§ **ASSIGNED TASK**: Report the count of lines holding "tracing" in the records, with no other words.

(Stored data entries)

----

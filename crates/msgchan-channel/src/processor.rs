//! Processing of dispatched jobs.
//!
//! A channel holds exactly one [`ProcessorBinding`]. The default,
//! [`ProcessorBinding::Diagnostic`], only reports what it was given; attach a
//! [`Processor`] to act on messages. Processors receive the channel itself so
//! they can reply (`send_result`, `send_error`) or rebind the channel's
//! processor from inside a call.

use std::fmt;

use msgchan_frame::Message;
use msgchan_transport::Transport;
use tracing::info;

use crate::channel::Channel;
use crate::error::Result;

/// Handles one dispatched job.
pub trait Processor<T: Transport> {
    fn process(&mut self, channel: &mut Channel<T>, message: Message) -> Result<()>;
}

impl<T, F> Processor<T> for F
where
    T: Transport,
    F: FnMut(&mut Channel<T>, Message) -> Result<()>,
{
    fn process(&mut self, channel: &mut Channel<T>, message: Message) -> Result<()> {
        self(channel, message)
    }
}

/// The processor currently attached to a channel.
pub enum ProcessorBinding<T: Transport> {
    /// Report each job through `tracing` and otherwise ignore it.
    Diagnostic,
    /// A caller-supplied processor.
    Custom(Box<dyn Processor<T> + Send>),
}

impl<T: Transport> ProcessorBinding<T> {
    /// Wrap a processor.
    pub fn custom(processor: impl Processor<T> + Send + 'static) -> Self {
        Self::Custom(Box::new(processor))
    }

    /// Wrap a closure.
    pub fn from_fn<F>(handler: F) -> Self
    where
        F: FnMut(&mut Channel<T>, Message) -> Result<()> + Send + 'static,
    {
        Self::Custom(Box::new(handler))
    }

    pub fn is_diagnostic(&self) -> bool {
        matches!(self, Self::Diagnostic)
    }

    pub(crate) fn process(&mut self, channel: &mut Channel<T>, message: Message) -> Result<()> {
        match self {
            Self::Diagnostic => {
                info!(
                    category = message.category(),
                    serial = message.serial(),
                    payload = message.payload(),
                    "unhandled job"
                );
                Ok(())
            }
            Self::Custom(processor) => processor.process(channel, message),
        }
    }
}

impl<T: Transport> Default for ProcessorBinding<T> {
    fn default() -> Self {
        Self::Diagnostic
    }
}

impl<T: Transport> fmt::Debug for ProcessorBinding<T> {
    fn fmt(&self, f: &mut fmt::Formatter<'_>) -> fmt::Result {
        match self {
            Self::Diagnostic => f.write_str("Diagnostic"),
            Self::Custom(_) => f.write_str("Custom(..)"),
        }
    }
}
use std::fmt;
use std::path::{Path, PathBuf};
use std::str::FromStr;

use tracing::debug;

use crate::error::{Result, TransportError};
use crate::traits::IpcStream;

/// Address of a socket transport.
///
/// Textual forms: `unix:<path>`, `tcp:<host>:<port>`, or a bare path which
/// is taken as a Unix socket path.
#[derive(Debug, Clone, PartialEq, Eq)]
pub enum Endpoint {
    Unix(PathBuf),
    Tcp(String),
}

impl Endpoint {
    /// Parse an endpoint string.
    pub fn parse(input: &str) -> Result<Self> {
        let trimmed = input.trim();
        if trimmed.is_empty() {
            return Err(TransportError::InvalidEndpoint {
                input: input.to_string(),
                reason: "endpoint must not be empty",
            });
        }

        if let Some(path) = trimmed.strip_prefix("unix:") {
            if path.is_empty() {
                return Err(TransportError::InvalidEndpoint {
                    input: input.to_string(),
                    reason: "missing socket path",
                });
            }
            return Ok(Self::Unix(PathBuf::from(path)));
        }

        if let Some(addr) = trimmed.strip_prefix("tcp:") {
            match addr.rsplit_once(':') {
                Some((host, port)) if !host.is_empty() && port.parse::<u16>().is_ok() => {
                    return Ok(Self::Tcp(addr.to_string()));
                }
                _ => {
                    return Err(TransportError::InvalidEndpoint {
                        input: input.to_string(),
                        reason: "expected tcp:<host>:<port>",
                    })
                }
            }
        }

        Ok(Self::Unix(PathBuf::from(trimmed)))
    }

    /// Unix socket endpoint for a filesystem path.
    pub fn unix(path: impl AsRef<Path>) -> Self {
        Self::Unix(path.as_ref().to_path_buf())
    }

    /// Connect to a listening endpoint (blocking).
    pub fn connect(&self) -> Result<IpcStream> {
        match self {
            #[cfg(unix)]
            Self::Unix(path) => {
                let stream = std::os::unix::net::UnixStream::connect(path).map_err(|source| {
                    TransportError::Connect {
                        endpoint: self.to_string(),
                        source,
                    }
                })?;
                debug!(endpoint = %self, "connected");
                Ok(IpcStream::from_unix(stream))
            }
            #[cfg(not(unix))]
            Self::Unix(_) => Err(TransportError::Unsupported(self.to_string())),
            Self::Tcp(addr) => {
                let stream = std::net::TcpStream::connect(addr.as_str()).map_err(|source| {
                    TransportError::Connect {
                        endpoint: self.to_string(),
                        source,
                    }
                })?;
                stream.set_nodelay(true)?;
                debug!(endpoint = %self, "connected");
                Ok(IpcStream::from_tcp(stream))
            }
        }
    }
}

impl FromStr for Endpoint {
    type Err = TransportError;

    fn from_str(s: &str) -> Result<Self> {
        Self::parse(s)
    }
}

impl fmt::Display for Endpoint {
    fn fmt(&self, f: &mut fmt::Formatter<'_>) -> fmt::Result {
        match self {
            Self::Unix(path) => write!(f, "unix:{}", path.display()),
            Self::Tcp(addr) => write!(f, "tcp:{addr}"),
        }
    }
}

----

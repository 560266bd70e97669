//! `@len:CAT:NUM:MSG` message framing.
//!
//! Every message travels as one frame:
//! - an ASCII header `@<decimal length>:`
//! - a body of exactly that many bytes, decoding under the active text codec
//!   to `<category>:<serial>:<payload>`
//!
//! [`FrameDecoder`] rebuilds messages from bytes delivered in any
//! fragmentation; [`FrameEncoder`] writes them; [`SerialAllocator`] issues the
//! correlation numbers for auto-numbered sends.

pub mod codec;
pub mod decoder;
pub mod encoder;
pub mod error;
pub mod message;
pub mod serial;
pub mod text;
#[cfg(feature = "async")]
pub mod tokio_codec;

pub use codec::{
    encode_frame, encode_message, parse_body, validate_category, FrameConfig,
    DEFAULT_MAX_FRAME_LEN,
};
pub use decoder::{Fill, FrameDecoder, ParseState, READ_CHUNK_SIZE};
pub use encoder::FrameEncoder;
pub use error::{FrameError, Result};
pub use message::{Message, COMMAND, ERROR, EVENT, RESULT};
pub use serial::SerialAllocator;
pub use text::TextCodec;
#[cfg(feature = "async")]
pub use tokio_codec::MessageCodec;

----

§ **RESULT OF THE EXERCISE**: 3